*What needs to be done:* Write out, please, the lines from the beginning of the material to the line with "let row_number = index + 1;", including both ends and nothing else.

══════

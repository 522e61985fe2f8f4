//! Snapshot file format.
//!
//! ```text
//! author,text,likes,published_at
//! @viewer,"Great video, thanks!",12,2024-03-01T10:15:00Z
//! ```
//!
//! Column order is fixed. Timestamps are RFC 3339 in UTC with a `Z` suffix;
//! sub-second precision is kept when present so a read-back is exact.

use std::io::Read;
use std::path::Path;

use chrono::{DateTime, SecondsFormat, Utc};
use ytc_core::CommentRecord;

use crate::error::StorageError;

pub const HEADER: [&str; 4] = ["author", "text", "likes", "published_at"];

/// Serializes `records` into CSV bytes, header first, in input order.
///
/// # Errors
///
/// Returns [`StorageError::Csv`] if the writer fails, which for an in-memory
/// buffer only happens on internal csv errors.
pub fn encode(records: &[CommentRecord]) -> Result<Vec<u8>, StorageError> {
    let mut writer = csv::Writer::from_writer(Vec::new());
    writer.write_record(HEADER)?;
    for record in records {
        writer.write_record([
            record.author.as_str(),
            record.text.as_str(),
            &record.like_count.to_string(),
            &record
                .published_at
                .to_rfc3339_opts(SecondsFormat::AutoSi, true),
        ])?;
    }
    writer
        .into_inner()
        .map_err(|e| StorageError::Csv(e.into_error().into()))
}

/// Parses snapshot CSV from `reader`. `path` only labels errors.
///
/// # Errors
///
/// - [`StorageError::InvalidRow`] if the header differs from [`HEADER`] or a
///   row has a bad like count or timestamp.
/// - [`StorageError::Csv`] for malformed CSV.
pub fn decode<R: Read>(reader: R, path: &Path) -> Result<Vec<CommentRecord>, StorageError> {
    let mut reader = csv::ReaderBuilder::new()
        .has_headers(true)
        .from_reader(reader);

    let headers = reader.headers()?;
    if headers.iter().ne(HEADER) {
        return Err(StorageError::InvalidRow {
            path: path.to_path_buf(),
            row: 0,
            reason: format!(
                "expected header {:?}, found {:?}",
                HEADER.join(","),
                headers.iter().collect::<Vec<_>>().join(",")
            ),
        });
    }

    let mut records = Vec::new();
    for (index, row) in reader.records().enumerate() {
        let row = row?;
        let row_number = index + 1;
        let invalid = |reason: String| StorageError::InvalidRow {
            path: path.to_path_buf(),
            row: row_number,
            reason,
        };

        if row.len() != HEADER.len() {
            return Err(invalid(format!(
                "expected {} columns, found {}",
                HEADER.len(),
                row.len()
            )));
        }

        let like_count = row[2]
            .parse::<u64>()
            .map_err(|e| invalid(format!("likes \"{}\": {e}", &row[2])))?;
        let published_at = DateTime::parse_from_rfc3339(&row[3])
            .map_err(|e| invalid(format!("published_at \"{}\": {e}", &row[3])))?
            .with_timezone(&Utc);

        records.push(CommentRecord {
            author: row[0].to_owned(),
            text: row[1].to_owned(),
            like_count,
            published_at,
        });
    }

    Ok(records)
}

#[cfg(test)]
mod tests {
    use chrono::TimeZone;

    use super::*;

    fn record(author: &str, text: &str, likes: u64) -> CommentRecord {
        CommentRecord {
            author: author.to_owned(),
            text: text.to_owned(),
            like_count: likes,
            published_at: Utc.with_ymd_and_hms(2024, 3, 1, 10, 15, 0).unwrap(),
        }
    }

    #[test]
    fn encode_writes_header_and_fixed_column_order() {
        let bytes = encode(&[record("@viewer", "Great video, thanks!", 12)]).unwrap();
        let text = String::from_utf8(bytes).unwrap();
        assert_eq!(
            text,
            "author,text,likes,published_at\n@viewer,\"Great video, thanks!\",12,2024-03-01T10:15:00Z\n"
        );
    }

    #[test]
    fn encode_empty_snapshot_is_header_only() {
        let text = String::from_utf8(encode(&[]).unwrap()).unwrap();
        assert_eq!(text, "author,text,likes,published_at\n");
    }

    #[test]
    fn decode_preserves_quotes_newlines_and_emoji() {
        let original = vec![
            record("a", "line one\nline two", 0),
            record("b", "she said \"wow\" 😍", 5),
            record("", "", 0),
        ];
        let bytes = encode(&original).unwrap();
        let decoded = decode(bytes.as_slice(), Path::new("mem.csv")).unwrap();
        assert_eq!(decoded, original);
    }

    #[test]
    fn decode_keeps_subsecond_timestamps() {
        let mut r = record("a", "t", 1);
        r.published_at = Utc.timestamp_opt(1_700_000_000, 123_000_000).unwrap();
        let bytes = encode(std::slice::from_ref(&r)).unwrap();
        let decoded = decode(bytes.as_slice(), Path::new("mem.csv")).unwrap();
        assert_eq!(decoded[0].published_at, r.published_at);
    }

    #[test]
    fn decode_rejects_foreign_header() {
        let err = decode(
            "Username,Comment,Likes\nx,y,1\n".as_bytes(),
            Path::new("other.csv"),
        )
        .unwrap_err();
        assert!(matches!(err, StorageError::InvalidRow { row: 0, .. }), "{err:?}");
    }

    #[test]
    fn decode_rejects_negative_likes() {
        let err = decode(
            "author,text,likes,published_at\nx,y,-1,2024-03-01T10:15:00Z\n".as_bytes(),
            Path::new("bad.csv"),
        )
        .unwrap_err();
        assert!(matches!(err, StorageError::InvalidRow { row: 1, .. }), "{err:?}");
    }
}
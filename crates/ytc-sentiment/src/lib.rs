//! Lexicon-based sentiment classification of comment text.
//!
//! Every text maps to exactly one [`SentimentLabel`]; this crate has no error
//! path. Scoring is per comment and never looks at the rest of the batch.

pub mod aggregate;
pub mod scorer;

pub use aggregate::{summarize, LabeledComment};
pub use scorer::{classify, label_for, polarity, NEUTRAL_THRESHOLD};
pub use ytc_core::{SentimentLabel, SentimentSummary};
// src/config.rs

use std::{env, time::Duration};

use dotenvy::dotenv;
use url::Url;

use crate::{models::kind::ItemKind, utils::html::SchemePolicy};

pub const DEFAULT_API_BASE_URL: &str = "https://content-api-2020-5886a3310333.herokuapp.com/api";
pub const DEFAULT_DATE_FORMAT: &str = "%-m/%-d/%Y";
const DEFAULT_LISTEN_ADDR: &str = "0.0.0.0:3000";
const DEFAULT_ALLOWED_ORIGINS: &str = "http://localhost:3000,http://127.0.0.1:3000";

/// Process-wide settings read once at startup.
#[derive(Debug, Clone)]
pub struct Config {
    pub api_base_url: String,
    /// Empty when unset; widget init reports it as a configuration error.
    pub api_key: String,
    /// Base URL the widget stylesheets are served from.
    pub asset_base_url: Option<String>,
    pub listen_addr: String,
    pub allowed_origins: Vec<String>,
    /// No timeout when `None`.
    pub request_timeout: Option<Duration>,
    pub scheme_policy: SchemePolicy,
    pub date_format: String,
    pub rust_log: String,
}

impl Config {
    pub fn from_env() -> Self {
        dotenv().ok();

        let api_base_url = env::var("CONTENT_API_BASE_URL")
            .ok()
            .filter(|url| {
                let valid = Url::parse(url).is_ok();
                if !valid {
                    tracing::warn!("Ignoring invalid CONTENT_API_BASE_URL: {}", url);
                }
                valid
            })
            .unwrap_or_else(|| DEFAULT_API_BASE_URL.to_string());

        let api_key = env::var("CONTENT_API_KEY").unwrap_or_default();

        let asset_base_url = env::var("WIDGET_ASSET_BASE_URL")
            .ok()
            .filter(|url| !url.is_empty());

        let listen_addr =
            env::var("LISTEN_ADDR").unwrap_or_else(|_| DEFAULT_LISTEN_ADDR.to_string());

        let allowed_origins = env::var("ALLOWED_ORIGINS")
            .unwrap_or_else(|_| DEFAULT_ALLOWED_ORIGINS.to_string())
            .split(',')
            .map(str::trim)
            .filter(|origin| !origin.is_empty())
            .map(str::to_string)
            .collect();

        let request_timeout = env::var("REQUEST_TIMEOUT_SECS")
            .ok()
            .and_then(|secs| secs.parse::<u64>().ok())
            .map(Duration::from_secs);

        let scheme_policy = match env::var("STRICT_SCHEME_CHECK").as_deref() {
            Ok("true") | Ok("1") => SchemePolicy::TrimmedPrefix,
            _ => SchemePolicy::Prefix,
        };

        let date_format =
            env::var("DATE_FORMAT").unwrap_or_else(|_| DEFAULT_DATE_FORMAT.to_string());

        let rust_log = env::var("RUST_LOG")
            .unwrap_or_else(|_| "info".to_string());

        Self {
            api_base_url,
            api_key,
            asset_base_url,
            listen_addr,
            allowed_origins,
            request_timeout,
            scheme_policy,
            date_format,
            rust_log,
        }
    }

    /// Per-widget defaults derived from this configuration.
    pub fn widget_options(&self, kind: ItemKind) -> WidgetOptions {
        WidgetOptions {
            api_base_url: self.api_base_url.clone(),
            api_key: self.api_key.clone(),
            asset_base_url: self.asset_base_url.clone(),
            scheme_policy: self.scheme_policy,
            date_format: self.date_format.clone(),
            request_timeout: self.request_timeout,
            ..WidgetOptions::defaults(kind)
        }
    }
}

/// Options of a single widget instance.
#[derive(Debug, Clone, PartialEq)]
pub struct WidgetOptions {
    pub api_base_url: String,
    pub api_key: String,
    pub target_id: String,
    pub title: String,
    pub show_title: bool,
    pub asset_base_url: Option<String>,
    pub scheme_policy: SchemePolicy,
    pub date_format: String,
    pub request_timeout: Option<Duration>,
}

impl WidgetOptions {
    pub fn defaults(kind: ItemKind) -> Self {
        Self {
            api_base_url: DEFAULT_API_BASE_URL.to_string(),
            api_key: String::new(),
            target_id: kind.css_class().to_string(),
            title: kind.default_title().to_string(),
            show_title: true,
            asset_base_url: None,
            scheme_policy: SchemePolicy::Prefix,
            date_format: DEFAULT_DATE_FORMAT.to_string(),
            request_timeout: None,
        }
    }

    /// Applies every override that is set; unset ones keep the current value.
    pub fn merge(mut self, overrides: WidgetOverrides) -> Self {
        if let Some(api_base_url) = overrides.api_base_url {
            self.api_base_url = api_base_url;
        }
        if let Some(api_key) = overrides.api_key {
            self.api_key = api_key;
        }
        if let Some(target_id) = overrides.target_id {
            self.target_id = target_id;
        }
        if let Some(title) = overrides.title {
            self.title = title;
        }
        if let Some(show_title) = overrides.show_title {
            self.show_title = show_title;
        }
        if let Some(asset_base_url) = overrides.asset_base_url {
            self.asset_base_url = Some(asset_base_url);
        }
        if let Some(date_format) = overrides.date_format {
            self.date_format = date_format;
        }
        self
    }

    /// `{asset_base_url}/{file}`, or the bare file name when no base is set.
    pub fn stylesheet_href(&self, kind: ItemKind) -> String {
        match &self.asset_base_url {
            Some(base) => format!("{}/{}", base.trim_end_matches('/'), kind.stylesheet_file()),
            None => kind.stylesheet_file(),
        }
    }
}

/// Caller-supplied options; `None` keeps the default.
#[derive(Debug, Clone, Default, PartialEq)]
pub struct WidgetOverrides {
    pub api_base_url: Option<String>,
    pub api_key: Option<String>,
    pub target_id: Option<String>,
    pub title: Option<String>,
    pub show_title: Option<bool>,
    pub asset_base_url: Option<String>,
    pub date_format: Option<String>,
}
// src/main.rs

use content_widget::config::Config;
use content_widget::models::kind::ItemKind;
use content_widget::routes;
use content_widget::state::AppState;
use dotenvy::dotenv;
use tracing_subscriber::{EnvFilter, fmt, layer::SubscriberExt, util::SubscriberInitExt};

#[tokio::main]
async fn main() {
    // Load .env file (if present)
    dotenv().ok();

    // Load configuration from environment
    let config = Config::from_env();

    let file_appender = tracing_appender::rolling::daily("logs", "widget.log");
    let (non_blocking, _guard) = tracing_appender::non_blocking(file_appender);
    let env_filter = EnvFilter::new(&config.rust_log);
    let stdout_layer = fmt::layer().with_writer(std::io::stdout).with_target(false);
    let file_layer = fmt::layer().with_writer(non_blocking).with_ansi(false);

    // Initialize Tracing (Logging)
    tracing_subscriber::registry()
        .with(env_filter)
        .with(stdout_layer)
        .with(file_layer)
        .init();

    tracing::info!("Content API: {}", config.api_base_url);
    if config.api_key.is_empty() {
        tracing::warn!("CONTENT_API_KEY is not set; every widget request will fail to initialize");
    }
    for kind in ItemKind::ALL {
        tracing::info!("Serving {} widget at /widgets/{}", kind.widget_name(), kind);
    }

    let addr = config.listen_addr.clone();

    // Create AppState
    let state = AppState { config };

    // Create the Axum application router
    let app = routes::create_router(state);

    tracing::info!("Listening on {}", addr);

    let listener = tokio::net::TcpListener::bind(&addr)
        .await
        .expect("Failed to bind listen address");

    // Start the server
    axum::serve(listener, app).await.expect("Server error");
}
// src/widget.rs

use std::sync::{Arc, Mutex, PoisonError};

use serde_json::Value;

use crate::{
    client::{ContentSource, HttpContentSource},
    config::{WidgetOptions, WidgetOverrides},
    error::AppError,
    models::kind::ItemKind,
    page::{Container, Page},
    render::{DomFilter, HtmlFilter, RenderOptions, render_into},
    utils::html::escape_html,
};

/// What happened to a `load` call.
#[derive(Debug, Clone, Copy, PartialEq, Eq)]
pub enum LoadOutcome {
    /// Items were rendered into the result region.
    Rendered(usize),
    /// An inline error block was rendered instead.
    Failed,
    /// A newer load started meanwhile; nothing was written.
    Stale,
}

/// One widget mounted on one target element.
///
/// Each `init` yields an independent handle. Clones share the target and the
/// request generation, so a slow response from an older `load` can never
/// overwrite what a newer one rendered.
#[derive(Clone)]
pub struct Widget {
    kind: ItemKind,
    options: WidgetOptions,
    target: Container,
    result: Container,
    source: Arc<dyn ContentSource>,
    filter: DomFilter,
    render_options: RenderOptions,
    generation: Arc<Mutex<u64>>,
}

impl Widget {
    /// Merges `overrides` over `base`, then mounts a widget talking to the content API.
    pub fn init(
        kind: ItemKind,
        base: WidgetOptions,
        overrides: WidgetOverrides,
        page: &Page,
    ) -> Result<Self, AppError> {
        let options = base.merge(overrides);
        require_api_key(kind, &options)?;
        let source = HttpContentSource::new(
            options.api_base_url.clone(),
            options.api_key.clone(),
            options.request_timeout,
        )?;
        Self::mount(kind, options, page, Arc::new(source))
    }

    /// Like `init`, with an explicit content source.
    pub fn init_with_source(
        kind: ItemKind,
        base: WidgetOptions,
        overrides: WidgetOverrides,
        page: &Page,
        source: Arc<dyn ContentSource>,
    ) -> Result<Self, AppError> {
        Self::mount(kind, base.merge(overrides), page, source)
    }

    fn mount(
        kind: ItemKind,
        options: WidgetOptions,
        page: &Page,
        source: Arc<dyn ContentSource>,
    ) -> Result<Self, AppError> {
        require_api_key(kind, &options)?;

        let target = page.element_by_id(&options.target_id).ok_or_else(|| {
            let msg = format!(
                r#"{}: Target element with id "{}" not found"#,
                kind.widget_name(),
                options.target_id
            );
            tracing::error!("{}", msg);
            AppError::Config(msg)
        })?;

        page.ensure_stylesheet(&kind.stylesheet_id(), &options.stylesheet_href(kind));
        target.add_class(kind.css_class());

        let widget = Self {
            kind,
            filter: DomFilter::new(options.scheme_policy),
            render_options: RenderOptions {
                date_format: options.date_format.clone(),
            },
            result: page.create_element(&kind.result_id()),
            options,
            target,
            source,
            generation: Arc::new(Mutex::new(0)),
        };
        widget.render();
        Ok(widget)
    }

    pub fn kind(&self) -> ItemKind {
        self.kind
    }

    pub fn options(&self) -> &WidgetOptions {
        &self.options
    }

    pub fn target(&self) -> &Container {
        &self.target
    }

    /// The region fetched items are rendered into.
    pub fn result(&self) -> &Container {
        &self.result
    }

    /// Writes the widget shell with the result region in its loading state.
    pub fn render(&self) {
        let title_html = if self.options.show_title {
            format!("<h1>{}</h1>", self.filter.escape(&self.options.title))
        } else {
            String::new()
        };
        self.target.set_html(title_html);

        self.result.set_html(format!("Loading {}...", self.kind));
        self.result.add_class("loading");

        let wrapper = Container::anonymous();
        wrapper.add_class("container");
        wrapper.append_child(self.result.clone());
        self.target.append_child(wrapper);
    }

    /// Fetches the items and renders them, or an inline error, into the result region.
    pub async fn load(&self) -> LoadOutcome {
        let ticket = {
            let mut generation = self.generation.lock().unwrap_or_else(PoisonError::into_inner);
            *generation += 1;
            *generation
        };

        let fetched = self.source.fetch(self.kind).await;

        // Held until the write is done so a newer load cannot slip in between.
        let generation = self.generation.lock().unwrap_or_else(PoisonError::into_inner);
        if *generation != ticket {
            tracing::warn!(
                "{}: discarding stale response (request {}, current {})",
                self.kind.widget_name(),
                ticket,
                *generation
            );
            return LoadOutcome::Stale;
        }

        let outcome = match fetched {
            Ok(items) => {
                render_into(
                    self.kind,
                    &items,
                    &self.filter,
                    &self.render_options,
                    &self.result,
                );
                LoadOutcome::Rendered(items.len())
            }
            Err(AppError::UnexpectedShape(payload)) => {
                tracing::error!("Error fetching {}: unexpected response structure", self.kind);
                self.result.set_html(shape_error_block(&payload));
                LoadOutcome::Failed
            }
            Err(e) => {
                tracing::error!("Error fetching {}: {}", self.kind, e);
                self.result.set_html(error_block(&e.to_string()));
                LoadOutcome::Failed
            }
        };
        self.result.remove_class("loading");
        outcome
    }
}

fn require_api_key(kind: ItemKind, options: &WidgetOptions) -> Result<(), AppError> {
    if options.api_key.is_empty() {
        let msg = format!("{}: API key is required", kind.widget_name());
        tracing::error!("{}", msg);
        return Err(AppError::Config(msg));
    }
    Ok(())
}

/// Inline error shown in place of the items.
pub fn error_block(message: &str) -> String {
    format!(r#"<div class="error">Error: {}</div>"#, escape_html(message))
}

/// Error block followed by a dump of the payload that could not be used.
pub fn shape_error_block(payload: &Value) -> String {
    let pretty = serde_json::to_string_pretty(payload).unwrap_or_else(|_| payload.to_string());
    format!(
        r#"<div class="error">Error: Unexpected response structure</div><pre>{}</pre>"#,
        escape_html(&pretty)
    )
}
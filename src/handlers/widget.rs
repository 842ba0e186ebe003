// src/handlers/widget.rs

use std::sync::LazyLock;

use axum::{
    extract::{Path, Query, State},
    response::Html,
};
use regex::Regex;
use serde::Deserialize;
use validator::Validate;

use crate::{
    config::{Config, WidgetOverrides},
    error::AppError,
    models::kind::ItemKind,
    page::Page,
    widget::Widget,
};

static TARGET_ID: LazyLock<Regex> =
    LazyLock::new(|| Regex::new(r"^[A-Za-z][A-Za-z0-9_-]{0,63}$").expect("valid target id pattern"));

/// Query parameters overriding the widget defaults.
#[derive(Debug, Default, Deserialize, Validate)]
pub struct WidgetQuery {
    #[validate(length(
        min = 1,
        max = 100,
        message = "Title length must be between 1 and 100 chars"
    ))]
    pub title: Option<String>,

    pub show_title: Option<bool>,

    #[validate(custom(function = validate_target_id))]
    pub target_id: Option<String>,
}

/// Target ids end up in an `id` attribute; keep them to a plain identifier.
fn validate_target_id(id: &str) -> Result<(), validator::ValidationError> {
    if !TARGET_ID.is_match(id) {
        return Err(validator::ValidationError::new("invalid_target_id"));
    }
    Ok(())
}

impl From<WidgetQuery> for WidgetOverrides {
    fn from(query: WidgetQuery) -> Self {
        WidgetOverrides {
            title: query.title,
            show_title: query.show_title,
            target_id: query.target_id,
            ..WidgetOverrides::default()
        }
    }
}

/// Builds a fresh page holding the target element and mounts a widget on it.
fn mount(config: &Config, kind: &str, query: WidgetQuery) -> Result<(Page, Widget), AppError> {
    let kind: ItemKind = kind.parse()?;

    if let Err(validation_errors) = query.validate() {
        return Err(AppError::BadRequest(validation_errors.to_string()));
    }

    let overrides = WidgetOverrides::from(query);
    let page = Page::new();
    page.create_element(
        overrides
            .target_id
            .as_deref()
            .unwrap_or_else(|| kind.css_class()),
    );

    let widget = Widget::init(kind, config.widget_options(kind), overrides, &page)?;
    Ok((page, widget))
}

/// Renders a complete widget: stylesheet link plus the target element.
/// Fetch failures are rendered inline, so only setup errors produce an error status.
pub async fn show_widget(
    State(config): State<Config>,
    Path(kind): Path<String>,
    Query(query): Query<WidgetQuery>,
) -> Result<Html<String>, AppError> {
    let (page, widget) = mount(&config, &kind, query)?;
    widget.load().await;

    Ok(Html(format!(
        "{}{}",
        page.head_html(),
        widget.target().outer_html()
    )))
}

/// Renders only the result region's content (items or inline error).
pub async fn list_items(
    State(config): State<Config>,
    Path(kind): Path<String>,
) -> Result<Html<String>, AppError> {
    let (_page, widget) = mount(&config, &kind, WidgetQuery::default())?;
    widget.load().await;

    Ok(Html(widget.result().inner_html()))
}

pub async fn health() -> &'static str {
    "ok"
}
// src/handlers/mod.rs

pub mod widget;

══════

*Answer box:*
repository 522e61985fe2f8f4
//! Snapshot file format.
//!
//! ```text
//! author,text,likes,published_at
//! @viewer,"Great video, thanks!",12,2024-03-01T10:15:00Z
//! ```
//!
//! Column order is fixed. Timestamps are RFC 3339 in UTC with a `Z` suffix;
//! sub-second precision is kept when present so a read-back is exact.

use std::io::Read;
use std::path::Path;

use chrono::{DateTime, SecondsFormat, Utc};
use ytc_core::CommentRecord;

use crate::error::StorageError;

pub const HEADER: [&str; 4] = ["author", "text", "likes", "published_at"];

/// Serializes `records` into CSV bytes, header first, in input order.
///
/// # Errors
///
/// Returns [`StorageError::Csv`] if the writer fails, which for an in-memory
/// buffer only happens on internal csv errors.
pub fn encode(records: &[CommentRecord]) -> Result<Vec<u8>, StorageError> {
    let mut writer = csv::Writer::from_writer(Vec::new());
    writer.write_record(HEADER)?;
    for record in records {
        writer.write_record([
            record.author.as_str(),
            record.text.as_str(),
            &record.like_count.to_string(),
            &record
                .published_at
                .to_rfc3339_opts(SecondsFormat::AutoSi, true),
        ])?;
    }
    writer
        .into_inner()
        .map_err(|e| StorageError::Csv(e.into_error().into()))
}

/// Parses snapshot CSV from `reader`. `path` only labels errors.
///
/// # Errors
///
/// - [`StorageError::InvalidRow`] if the header differs from [`HEADER`] or a
///   row has a bad like count or timestamp.
/// - [`StorageError::Csv`] for malformed CSV.
pub fn decode<R: Read>(reader: R, path: &Path) -> Result<Vec<CommentRecord>, StorageError> {
    let mut reader = csv::ReaderBuilder::new()
        .has_headers(true)
        .from_reader(reader);

    let headers = reader.headers()?;
    if headers.iter().ne(HEADER) {
        return Err(StorageError::InvalidRow {
            path: path.to_path_buf(),
            row: 0,
            reason: format!(
                "expected header {:?}, found {:?}",
                HEADER.join(","),
                headers.iter().collect::<Vec<_>>().join(",")
            ),
        });
    }

    let mut records = Vec::new();
    for (index, row) in reader.records().enumerate() {
        let row = row?;
        let row_number = index + 1;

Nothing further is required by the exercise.